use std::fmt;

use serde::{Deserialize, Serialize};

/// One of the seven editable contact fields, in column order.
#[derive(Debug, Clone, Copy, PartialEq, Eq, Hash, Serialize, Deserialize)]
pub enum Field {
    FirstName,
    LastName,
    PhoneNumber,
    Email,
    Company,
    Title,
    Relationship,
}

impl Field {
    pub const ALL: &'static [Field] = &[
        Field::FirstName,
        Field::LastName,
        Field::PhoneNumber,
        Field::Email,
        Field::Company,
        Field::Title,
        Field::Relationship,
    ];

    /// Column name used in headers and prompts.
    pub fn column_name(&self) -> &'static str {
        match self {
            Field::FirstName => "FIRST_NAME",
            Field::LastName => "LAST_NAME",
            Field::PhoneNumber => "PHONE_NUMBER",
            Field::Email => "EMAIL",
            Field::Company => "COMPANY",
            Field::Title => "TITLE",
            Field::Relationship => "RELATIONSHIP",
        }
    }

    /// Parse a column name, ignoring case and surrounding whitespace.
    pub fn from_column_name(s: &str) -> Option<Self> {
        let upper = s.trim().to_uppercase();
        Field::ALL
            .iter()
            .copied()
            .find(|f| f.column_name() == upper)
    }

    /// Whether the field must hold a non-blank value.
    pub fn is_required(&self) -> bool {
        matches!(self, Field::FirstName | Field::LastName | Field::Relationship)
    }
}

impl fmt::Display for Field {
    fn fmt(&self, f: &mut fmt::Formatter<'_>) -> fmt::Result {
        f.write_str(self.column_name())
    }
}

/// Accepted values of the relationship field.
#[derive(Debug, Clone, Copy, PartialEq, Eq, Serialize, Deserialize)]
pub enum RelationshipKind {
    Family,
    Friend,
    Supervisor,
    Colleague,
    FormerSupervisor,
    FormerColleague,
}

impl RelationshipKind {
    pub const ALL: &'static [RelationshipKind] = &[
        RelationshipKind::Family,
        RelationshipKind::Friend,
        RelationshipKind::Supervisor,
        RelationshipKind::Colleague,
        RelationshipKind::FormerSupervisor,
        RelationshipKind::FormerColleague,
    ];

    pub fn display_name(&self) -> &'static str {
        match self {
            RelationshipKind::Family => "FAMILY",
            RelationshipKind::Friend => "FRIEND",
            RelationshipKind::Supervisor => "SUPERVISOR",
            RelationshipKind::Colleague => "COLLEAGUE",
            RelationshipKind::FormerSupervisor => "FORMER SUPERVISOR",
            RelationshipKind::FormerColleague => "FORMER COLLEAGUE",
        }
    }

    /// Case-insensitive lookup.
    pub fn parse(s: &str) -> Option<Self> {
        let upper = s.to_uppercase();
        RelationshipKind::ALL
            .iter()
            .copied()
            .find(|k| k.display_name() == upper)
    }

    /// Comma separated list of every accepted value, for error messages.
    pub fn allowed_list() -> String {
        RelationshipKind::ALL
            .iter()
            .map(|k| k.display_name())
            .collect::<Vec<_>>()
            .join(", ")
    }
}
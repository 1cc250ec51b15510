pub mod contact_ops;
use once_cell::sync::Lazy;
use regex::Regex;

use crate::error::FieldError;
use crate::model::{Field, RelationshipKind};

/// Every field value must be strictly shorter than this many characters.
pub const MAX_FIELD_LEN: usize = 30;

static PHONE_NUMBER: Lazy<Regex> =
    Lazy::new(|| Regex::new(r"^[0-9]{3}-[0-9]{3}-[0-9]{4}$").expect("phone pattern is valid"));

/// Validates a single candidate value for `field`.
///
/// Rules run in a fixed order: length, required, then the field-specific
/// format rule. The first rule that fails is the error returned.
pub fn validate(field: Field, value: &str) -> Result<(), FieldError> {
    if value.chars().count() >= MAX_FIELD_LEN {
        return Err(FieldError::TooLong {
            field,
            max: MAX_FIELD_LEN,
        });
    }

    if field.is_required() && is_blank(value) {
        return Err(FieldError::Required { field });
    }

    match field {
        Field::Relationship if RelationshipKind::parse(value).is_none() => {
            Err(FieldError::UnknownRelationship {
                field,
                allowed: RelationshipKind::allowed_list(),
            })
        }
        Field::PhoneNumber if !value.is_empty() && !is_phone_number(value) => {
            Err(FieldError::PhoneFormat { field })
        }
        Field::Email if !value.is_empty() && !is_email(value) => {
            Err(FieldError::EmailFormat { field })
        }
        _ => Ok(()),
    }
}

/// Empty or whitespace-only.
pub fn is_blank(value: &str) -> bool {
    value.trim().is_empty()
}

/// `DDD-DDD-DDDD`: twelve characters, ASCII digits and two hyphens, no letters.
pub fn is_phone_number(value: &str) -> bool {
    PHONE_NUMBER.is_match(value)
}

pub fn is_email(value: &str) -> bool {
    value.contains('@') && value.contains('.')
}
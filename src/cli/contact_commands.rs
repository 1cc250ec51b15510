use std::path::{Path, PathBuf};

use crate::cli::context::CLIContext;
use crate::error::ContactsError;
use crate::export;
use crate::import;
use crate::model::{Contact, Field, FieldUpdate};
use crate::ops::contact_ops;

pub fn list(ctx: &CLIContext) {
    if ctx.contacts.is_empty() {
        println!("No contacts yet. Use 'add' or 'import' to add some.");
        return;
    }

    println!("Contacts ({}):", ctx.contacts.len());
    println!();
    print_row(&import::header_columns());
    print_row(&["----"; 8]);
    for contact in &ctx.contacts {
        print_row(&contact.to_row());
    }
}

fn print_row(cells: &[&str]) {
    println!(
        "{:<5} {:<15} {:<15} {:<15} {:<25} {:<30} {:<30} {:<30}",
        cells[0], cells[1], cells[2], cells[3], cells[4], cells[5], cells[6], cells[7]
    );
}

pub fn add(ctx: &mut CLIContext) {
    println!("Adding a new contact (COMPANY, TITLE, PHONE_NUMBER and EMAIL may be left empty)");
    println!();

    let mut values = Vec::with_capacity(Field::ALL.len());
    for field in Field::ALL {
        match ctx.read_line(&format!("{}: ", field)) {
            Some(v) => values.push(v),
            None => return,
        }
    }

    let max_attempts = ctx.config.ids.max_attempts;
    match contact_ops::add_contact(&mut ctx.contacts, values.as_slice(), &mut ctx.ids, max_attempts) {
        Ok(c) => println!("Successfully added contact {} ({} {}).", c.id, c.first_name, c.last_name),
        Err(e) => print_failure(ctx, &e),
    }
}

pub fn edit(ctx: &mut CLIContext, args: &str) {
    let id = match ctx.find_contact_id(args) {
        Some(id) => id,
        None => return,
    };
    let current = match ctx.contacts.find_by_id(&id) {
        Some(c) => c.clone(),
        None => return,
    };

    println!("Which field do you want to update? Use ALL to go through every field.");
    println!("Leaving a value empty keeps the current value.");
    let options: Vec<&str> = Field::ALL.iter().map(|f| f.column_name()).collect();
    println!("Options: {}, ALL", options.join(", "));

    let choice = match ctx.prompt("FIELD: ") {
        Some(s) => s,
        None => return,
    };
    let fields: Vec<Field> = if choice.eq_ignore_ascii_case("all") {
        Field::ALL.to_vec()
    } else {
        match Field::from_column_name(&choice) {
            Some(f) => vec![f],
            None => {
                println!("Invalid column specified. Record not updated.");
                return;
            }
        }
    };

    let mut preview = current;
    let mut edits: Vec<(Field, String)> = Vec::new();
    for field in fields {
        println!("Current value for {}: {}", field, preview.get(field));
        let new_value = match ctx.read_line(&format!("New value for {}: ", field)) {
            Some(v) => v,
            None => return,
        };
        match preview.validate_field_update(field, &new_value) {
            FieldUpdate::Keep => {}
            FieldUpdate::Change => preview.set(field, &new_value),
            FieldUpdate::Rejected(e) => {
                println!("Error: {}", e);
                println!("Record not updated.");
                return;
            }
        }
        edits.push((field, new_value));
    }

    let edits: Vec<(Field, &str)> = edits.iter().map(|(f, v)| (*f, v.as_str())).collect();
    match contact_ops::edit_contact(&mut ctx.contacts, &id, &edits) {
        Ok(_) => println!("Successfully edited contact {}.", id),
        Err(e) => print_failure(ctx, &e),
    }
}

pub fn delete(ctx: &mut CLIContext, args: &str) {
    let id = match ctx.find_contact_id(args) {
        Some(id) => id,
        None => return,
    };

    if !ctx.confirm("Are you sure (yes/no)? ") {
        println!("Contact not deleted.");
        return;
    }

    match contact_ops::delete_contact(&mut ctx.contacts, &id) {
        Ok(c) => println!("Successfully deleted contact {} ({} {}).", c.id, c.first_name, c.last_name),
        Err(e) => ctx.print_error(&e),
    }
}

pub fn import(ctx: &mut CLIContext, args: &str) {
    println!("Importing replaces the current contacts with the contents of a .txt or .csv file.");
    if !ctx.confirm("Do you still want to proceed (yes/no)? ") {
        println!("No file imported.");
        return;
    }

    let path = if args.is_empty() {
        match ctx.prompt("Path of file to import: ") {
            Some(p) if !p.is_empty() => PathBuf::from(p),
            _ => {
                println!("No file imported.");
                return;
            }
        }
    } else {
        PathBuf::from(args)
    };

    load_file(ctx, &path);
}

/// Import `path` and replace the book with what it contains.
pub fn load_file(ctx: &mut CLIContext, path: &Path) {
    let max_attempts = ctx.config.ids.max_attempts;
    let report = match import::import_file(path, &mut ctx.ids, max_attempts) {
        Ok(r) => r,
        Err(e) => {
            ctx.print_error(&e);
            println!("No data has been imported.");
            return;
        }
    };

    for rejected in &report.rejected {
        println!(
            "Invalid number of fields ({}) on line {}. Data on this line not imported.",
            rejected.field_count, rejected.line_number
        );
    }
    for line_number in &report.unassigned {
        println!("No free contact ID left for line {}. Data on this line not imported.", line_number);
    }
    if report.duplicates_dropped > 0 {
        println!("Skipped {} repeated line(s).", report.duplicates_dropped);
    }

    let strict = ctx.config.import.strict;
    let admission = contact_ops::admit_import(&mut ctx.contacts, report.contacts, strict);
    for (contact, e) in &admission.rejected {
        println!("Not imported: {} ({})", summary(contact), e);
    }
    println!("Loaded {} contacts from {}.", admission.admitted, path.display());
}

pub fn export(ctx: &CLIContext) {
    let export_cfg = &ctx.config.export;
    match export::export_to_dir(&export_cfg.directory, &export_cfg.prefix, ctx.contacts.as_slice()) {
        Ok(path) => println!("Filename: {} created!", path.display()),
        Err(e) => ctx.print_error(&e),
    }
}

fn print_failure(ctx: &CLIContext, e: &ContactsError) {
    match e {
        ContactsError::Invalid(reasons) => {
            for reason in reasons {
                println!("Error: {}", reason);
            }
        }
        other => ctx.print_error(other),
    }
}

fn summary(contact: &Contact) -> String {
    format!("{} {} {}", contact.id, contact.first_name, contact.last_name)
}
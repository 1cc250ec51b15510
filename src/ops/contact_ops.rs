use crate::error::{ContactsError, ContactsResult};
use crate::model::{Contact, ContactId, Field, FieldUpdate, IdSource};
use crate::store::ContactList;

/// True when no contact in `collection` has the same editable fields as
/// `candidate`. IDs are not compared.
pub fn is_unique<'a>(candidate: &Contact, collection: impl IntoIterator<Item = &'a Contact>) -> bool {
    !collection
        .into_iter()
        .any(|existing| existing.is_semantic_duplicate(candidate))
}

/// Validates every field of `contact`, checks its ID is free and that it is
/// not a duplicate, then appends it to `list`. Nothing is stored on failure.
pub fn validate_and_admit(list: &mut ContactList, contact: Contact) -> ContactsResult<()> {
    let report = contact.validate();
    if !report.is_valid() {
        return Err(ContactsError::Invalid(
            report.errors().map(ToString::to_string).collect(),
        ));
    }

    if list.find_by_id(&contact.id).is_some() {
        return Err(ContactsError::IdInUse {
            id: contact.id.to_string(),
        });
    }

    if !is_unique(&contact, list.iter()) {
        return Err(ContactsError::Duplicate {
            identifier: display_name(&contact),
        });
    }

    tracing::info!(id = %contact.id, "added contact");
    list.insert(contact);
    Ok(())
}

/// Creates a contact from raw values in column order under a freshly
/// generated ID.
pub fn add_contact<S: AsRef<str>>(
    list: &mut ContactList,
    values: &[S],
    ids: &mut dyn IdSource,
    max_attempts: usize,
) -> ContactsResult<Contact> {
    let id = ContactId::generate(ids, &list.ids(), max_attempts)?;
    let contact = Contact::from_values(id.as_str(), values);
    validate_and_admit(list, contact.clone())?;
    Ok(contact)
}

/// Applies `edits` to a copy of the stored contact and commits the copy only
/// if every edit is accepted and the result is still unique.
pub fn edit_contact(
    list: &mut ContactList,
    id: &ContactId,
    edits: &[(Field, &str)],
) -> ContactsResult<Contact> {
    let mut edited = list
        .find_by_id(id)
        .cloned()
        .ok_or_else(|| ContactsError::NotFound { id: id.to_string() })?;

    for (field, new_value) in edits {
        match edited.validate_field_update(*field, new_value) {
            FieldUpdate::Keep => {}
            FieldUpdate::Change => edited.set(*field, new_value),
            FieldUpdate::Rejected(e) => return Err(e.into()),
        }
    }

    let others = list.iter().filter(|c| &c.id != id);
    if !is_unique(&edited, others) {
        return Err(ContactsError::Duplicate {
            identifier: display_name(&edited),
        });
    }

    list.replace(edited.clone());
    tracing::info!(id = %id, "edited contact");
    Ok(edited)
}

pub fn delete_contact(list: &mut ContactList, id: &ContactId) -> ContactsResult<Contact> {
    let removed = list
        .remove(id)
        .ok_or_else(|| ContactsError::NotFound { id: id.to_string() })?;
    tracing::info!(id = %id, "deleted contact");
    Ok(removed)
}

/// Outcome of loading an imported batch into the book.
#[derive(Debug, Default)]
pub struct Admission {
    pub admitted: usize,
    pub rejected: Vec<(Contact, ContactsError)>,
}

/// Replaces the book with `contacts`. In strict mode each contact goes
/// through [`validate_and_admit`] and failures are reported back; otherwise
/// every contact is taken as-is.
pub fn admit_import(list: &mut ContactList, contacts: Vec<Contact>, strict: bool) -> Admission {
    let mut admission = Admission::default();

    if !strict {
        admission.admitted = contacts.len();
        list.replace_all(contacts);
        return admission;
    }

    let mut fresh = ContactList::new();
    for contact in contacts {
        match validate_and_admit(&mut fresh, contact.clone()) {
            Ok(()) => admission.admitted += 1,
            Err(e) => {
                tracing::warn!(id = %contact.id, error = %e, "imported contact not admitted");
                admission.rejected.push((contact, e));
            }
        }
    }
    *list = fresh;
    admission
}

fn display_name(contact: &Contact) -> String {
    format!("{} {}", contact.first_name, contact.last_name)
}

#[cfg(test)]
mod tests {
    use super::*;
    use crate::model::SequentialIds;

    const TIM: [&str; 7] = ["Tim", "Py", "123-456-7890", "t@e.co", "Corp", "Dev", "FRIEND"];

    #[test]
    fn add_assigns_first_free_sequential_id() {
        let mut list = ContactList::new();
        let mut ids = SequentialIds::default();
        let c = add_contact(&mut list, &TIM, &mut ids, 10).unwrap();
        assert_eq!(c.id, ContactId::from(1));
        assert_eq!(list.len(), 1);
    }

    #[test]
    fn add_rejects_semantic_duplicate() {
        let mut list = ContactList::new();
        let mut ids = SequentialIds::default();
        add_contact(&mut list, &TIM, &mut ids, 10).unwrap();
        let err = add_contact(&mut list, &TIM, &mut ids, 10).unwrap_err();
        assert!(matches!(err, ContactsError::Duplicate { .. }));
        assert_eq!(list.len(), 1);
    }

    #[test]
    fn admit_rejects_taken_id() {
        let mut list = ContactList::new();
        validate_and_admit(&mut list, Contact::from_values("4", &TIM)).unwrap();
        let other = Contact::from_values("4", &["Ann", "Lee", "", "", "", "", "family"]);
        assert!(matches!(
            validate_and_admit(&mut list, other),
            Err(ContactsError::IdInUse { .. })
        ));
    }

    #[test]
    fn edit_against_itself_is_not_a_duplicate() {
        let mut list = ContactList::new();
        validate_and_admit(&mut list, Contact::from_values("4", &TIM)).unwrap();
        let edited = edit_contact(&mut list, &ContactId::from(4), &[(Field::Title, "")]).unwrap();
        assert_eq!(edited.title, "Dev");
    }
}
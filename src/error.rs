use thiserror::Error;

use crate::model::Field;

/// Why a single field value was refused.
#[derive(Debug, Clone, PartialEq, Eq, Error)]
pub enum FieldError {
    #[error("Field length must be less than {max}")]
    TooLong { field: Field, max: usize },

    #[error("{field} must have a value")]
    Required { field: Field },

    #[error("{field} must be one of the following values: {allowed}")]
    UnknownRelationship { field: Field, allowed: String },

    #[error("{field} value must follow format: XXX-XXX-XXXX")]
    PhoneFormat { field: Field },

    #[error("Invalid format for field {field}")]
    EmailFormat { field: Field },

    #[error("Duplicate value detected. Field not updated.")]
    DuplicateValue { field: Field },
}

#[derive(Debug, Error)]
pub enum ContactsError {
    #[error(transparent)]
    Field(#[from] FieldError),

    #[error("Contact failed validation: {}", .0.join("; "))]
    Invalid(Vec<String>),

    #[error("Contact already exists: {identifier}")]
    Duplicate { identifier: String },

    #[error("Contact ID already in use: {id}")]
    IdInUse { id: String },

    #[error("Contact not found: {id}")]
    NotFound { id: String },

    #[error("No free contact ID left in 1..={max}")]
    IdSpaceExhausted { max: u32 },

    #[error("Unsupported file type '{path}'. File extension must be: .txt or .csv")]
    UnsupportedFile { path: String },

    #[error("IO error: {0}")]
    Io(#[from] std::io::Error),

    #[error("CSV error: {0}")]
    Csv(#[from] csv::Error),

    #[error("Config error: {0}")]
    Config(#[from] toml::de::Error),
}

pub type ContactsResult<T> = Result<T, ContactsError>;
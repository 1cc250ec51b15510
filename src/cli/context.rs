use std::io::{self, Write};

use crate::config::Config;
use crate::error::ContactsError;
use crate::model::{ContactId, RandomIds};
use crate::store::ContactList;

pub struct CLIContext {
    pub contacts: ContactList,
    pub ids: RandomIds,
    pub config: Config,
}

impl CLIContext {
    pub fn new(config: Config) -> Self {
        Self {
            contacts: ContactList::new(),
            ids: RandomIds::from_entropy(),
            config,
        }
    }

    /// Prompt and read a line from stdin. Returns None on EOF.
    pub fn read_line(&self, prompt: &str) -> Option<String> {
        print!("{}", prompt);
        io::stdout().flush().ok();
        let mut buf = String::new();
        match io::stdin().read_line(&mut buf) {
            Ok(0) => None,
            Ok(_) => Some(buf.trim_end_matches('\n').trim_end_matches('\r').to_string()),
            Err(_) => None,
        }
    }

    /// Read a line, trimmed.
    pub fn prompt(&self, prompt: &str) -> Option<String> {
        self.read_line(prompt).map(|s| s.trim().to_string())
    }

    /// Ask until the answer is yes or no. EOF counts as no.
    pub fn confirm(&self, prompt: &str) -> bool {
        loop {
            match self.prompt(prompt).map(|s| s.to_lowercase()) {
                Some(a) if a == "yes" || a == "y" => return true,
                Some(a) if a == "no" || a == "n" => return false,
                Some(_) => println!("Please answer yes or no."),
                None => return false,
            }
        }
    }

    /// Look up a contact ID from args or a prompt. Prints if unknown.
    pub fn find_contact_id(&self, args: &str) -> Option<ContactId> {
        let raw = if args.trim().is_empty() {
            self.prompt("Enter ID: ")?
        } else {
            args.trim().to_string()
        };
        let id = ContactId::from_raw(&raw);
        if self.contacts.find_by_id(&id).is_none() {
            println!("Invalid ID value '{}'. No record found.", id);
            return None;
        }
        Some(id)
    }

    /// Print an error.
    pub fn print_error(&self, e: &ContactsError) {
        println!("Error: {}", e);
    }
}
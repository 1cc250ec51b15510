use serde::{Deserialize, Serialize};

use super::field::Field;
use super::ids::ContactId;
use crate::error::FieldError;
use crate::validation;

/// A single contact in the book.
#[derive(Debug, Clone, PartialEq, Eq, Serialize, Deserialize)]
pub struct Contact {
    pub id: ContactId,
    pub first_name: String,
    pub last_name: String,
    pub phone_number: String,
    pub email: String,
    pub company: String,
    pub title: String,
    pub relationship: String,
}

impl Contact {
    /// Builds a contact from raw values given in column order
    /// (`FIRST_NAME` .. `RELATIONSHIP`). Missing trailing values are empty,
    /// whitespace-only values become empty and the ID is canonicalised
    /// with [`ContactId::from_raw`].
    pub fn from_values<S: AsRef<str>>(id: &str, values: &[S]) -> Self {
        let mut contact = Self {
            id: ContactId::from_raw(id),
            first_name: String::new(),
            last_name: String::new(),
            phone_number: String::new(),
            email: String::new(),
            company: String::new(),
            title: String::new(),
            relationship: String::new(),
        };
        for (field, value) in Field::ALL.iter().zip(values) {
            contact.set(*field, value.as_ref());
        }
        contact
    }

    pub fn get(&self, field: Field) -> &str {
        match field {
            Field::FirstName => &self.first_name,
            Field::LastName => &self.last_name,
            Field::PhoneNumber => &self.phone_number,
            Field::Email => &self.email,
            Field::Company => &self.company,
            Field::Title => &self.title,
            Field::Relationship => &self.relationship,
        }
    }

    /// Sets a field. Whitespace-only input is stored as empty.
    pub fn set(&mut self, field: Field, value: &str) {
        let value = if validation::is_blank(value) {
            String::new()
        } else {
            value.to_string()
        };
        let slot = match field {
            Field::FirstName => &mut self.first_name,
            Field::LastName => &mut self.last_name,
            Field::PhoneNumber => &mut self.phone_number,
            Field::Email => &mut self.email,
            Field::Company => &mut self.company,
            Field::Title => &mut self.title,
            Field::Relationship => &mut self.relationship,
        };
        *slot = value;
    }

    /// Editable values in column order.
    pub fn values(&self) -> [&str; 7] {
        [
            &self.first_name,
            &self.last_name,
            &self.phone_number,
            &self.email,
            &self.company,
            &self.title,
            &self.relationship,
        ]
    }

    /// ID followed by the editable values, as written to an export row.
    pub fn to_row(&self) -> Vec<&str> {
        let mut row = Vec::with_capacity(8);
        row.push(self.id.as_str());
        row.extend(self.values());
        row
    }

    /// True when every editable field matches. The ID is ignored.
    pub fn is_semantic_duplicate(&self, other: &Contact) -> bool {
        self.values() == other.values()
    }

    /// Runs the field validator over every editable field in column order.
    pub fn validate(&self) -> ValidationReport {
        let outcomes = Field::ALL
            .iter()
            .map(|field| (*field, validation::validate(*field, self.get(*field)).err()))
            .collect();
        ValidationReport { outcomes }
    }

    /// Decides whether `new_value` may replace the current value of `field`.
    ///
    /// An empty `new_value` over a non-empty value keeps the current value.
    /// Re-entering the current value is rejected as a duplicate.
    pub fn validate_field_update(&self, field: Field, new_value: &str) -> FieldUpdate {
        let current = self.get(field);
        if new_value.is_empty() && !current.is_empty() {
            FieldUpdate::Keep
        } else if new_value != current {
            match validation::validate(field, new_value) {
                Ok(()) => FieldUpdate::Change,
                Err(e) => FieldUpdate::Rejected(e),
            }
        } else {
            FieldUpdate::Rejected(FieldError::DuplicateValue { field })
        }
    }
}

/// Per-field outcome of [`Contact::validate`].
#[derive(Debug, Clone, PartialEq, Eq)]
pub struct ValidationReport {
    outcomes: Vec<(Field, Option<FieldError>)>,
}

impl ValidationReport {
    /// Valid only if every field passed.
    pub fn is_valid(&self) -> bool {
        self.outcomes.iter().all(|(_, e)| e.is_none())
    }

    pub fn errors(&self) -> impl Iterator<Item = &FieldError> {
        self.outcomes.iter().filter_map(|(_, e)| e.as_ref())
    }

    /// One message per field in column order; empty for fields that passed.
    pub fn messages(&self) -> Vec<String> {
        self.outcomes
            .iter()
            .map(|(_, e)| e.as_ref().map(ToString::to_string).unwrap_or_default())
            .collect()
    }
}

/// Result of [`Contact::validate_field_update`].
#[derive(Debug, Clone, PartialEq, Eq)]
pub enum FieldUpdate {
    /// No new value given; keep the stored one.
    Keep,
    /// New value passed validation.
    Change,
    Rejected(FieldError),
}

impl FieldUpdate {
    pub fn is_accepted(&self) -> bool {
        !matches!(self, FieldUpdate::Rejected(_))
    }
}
════════════════
-- Prompt --
Return a copy of each line in the entries that contains "already".

-- Answer --
    #[error("Contact already exists: {identifier}")]
    #[error("Contact ID already in use: {id}")]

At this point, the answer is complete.